Le ha llegado la hora de la piqueta al cuartel Santa Isabel de Cáceres. La piqueta que destroza una parte de tu ciudad destroza una parte de tu biografía: en ese cuartel quebrantado de Santa Isabel hice la mili y lo pasé mal. Era un cuartel aplanado por la pedagogía chusquera y los postreros meritorios de la victoriosa campaña, que instruía para la uniformidad, rapaba para el anonimato, uniformaba para el número, adiestraba para el paso y enseñaba a pegar tiros. Esa pedagogía bravucona, fanfarrona y chabacana escarnecía a quienes no "cogían el paso"; gente del surco y del prado, desacompasados e irreductibles, acosados por el instructor de semana, de cuidado vocabulario: "paso, hostia-huevos-cojones-tu madre-la vaca-la novia y la burra del pueblo".

Una instrucción de campaña, con la cultura de la miseria; el pelo y las botas, como sistema de excelencia higiénica. Hasta cinco veces en un día pasaban por la peluquería los reclutas y las botas nunca satisfacían la histeria del de semana. Cualquier recluta cultivado era un agitador y si llevaba gafas y paseaba solo, claro objeto de arresto, como método de doma ante el peligro de que aquel cerebro pudiera funcionar.

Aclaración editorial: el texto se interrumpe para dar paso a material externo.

//! File type guesses for dumped archive slices.

/// Known leading-byte signatures, checked in order.
const SIGNATURES: &[(&[u8], &str)] = &[
    (b"VTF\0", "vtf"),
    (b"IDST", "mdl"),
    (b"VBSP", "bsp"),
    (b"DDS ", "dds"),
    (b"RIFF", "wav"),
    (b"OggS", "ogg"),
    (b"ID3", "mp3"),
    (b"\x89PNG\r\n\x1a\n", "png"),
    (b"\xff\xd8\xff", "jpg"),
    (b"GIF8", "gif"),
    (b"BM", "bmp"),
    (b"PK\x03\x04", "zip"),
    (b"\x1f\x8b", "gz"),
    (b"MZ", "exe"),
];

/// Longest signature length; callers need at most this many leading bytes.
pub const MAX_SIGNATURE: usize = 8;

/// Guess a file extension from the leading bytes of a slice.
pub fn extension_of(data: &[u8]) -> &'static str {
    SIGNATURES
        .iter()
        .find(|(signature, _)| data.starts_with(signature))
        .map(|&(_, extension)| extension)
        .unwrap_or("bin")
}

La marcha, el mosquetón, la testosterona: ése era el moblaje por si llegaba el enemigo, pero éste ya estaba vencido y encarcelado; un testigo de Jehová armado con la Biblia: ése era el enemigo al que había que sacar a paseo cada tarde, con los fusiles cargados y con orden de disparar caso de intento de fuga. Una cicatriz queda por cerrar: cada vez que he de ceder la acera a un anciano, que en sus días de cuartel, prepotente y visceral, pateaba, en la "Prevención", el trasero a los reclutas que llegaban tarde. Con todo, son recuerdos descargados, también a punto de piqueta, sin odio y sin sorna, ensamblados en la memoria que se constituye y en la esperanza que te sostiene: el derribo de sórdidos pasados.